TASK INSTRUCTIONS
Please give the number of lines in the records below where the word "metrics" occurs, and nothing else.

SOURCE INFORMATION: Begin

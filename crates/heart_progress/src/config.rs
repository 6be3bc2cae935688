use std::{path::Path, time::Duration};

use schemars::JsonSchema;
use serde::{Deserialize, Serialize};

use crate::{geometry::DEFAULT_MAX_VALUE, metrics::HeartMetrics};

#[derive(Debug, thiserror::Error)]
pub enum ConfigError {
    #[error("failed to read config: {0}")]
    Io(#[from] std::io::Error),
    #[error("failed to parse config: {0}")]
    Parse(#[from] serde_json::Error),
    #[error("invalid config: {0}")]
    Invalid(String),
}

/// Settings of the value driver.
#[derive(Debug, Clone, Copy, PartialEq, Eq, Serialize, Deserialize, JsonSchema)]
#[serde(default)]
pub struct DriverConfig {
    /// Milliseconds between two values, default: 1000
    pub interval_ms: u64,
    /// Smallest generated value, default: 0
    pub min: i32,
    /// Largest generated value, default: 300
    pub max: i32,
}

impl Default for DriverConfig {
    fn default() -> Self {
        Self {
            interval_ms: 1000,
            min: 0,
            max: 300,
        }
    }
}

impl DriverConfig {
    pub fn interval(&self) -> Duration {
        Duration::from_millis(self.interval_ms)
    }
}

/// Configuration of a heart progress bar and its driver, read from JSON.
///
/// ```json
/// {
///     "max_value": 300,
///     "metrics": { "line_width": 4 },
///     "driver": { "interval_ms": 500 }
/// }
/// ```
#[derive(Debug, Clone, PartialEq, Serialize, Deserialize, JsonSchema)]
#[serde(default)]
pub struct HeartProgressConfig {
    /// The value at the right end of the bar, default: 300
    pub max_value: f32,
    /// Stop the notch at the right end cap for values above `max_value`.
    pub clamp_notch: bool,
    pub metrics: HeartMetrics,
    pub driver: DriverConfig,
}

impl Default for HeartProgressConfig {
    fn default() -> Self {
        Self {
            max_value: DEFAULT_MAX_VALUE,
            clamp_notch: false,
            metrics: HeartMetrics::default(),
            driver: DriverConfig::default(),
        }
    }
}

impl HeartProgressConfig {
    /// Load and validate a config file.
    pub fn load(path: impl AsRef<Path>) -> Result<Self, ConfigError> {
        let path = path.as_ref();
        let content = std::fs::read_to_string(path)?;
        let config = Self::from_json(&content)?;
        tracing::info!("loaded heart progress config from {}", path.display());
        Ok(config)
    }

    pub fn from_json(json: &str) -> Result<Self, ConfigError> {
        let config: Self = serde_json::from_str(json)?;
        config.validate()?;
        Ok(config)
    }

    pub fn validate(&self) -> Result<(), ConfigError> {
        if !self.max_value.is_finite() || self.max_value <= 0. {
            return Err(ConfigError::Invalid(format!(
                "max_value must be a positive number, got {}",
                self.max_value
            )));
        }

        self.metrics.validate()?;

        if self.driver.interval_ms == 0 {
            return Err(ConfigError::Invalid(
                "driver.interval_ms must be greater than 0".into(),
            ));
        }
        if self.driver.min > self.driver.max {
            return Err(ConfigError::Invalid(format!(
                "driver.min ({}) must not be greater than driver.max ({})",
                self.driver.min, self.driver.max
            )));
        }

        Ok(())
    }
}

SOURCE INFORMATION: End

WORKED SOLUTION
5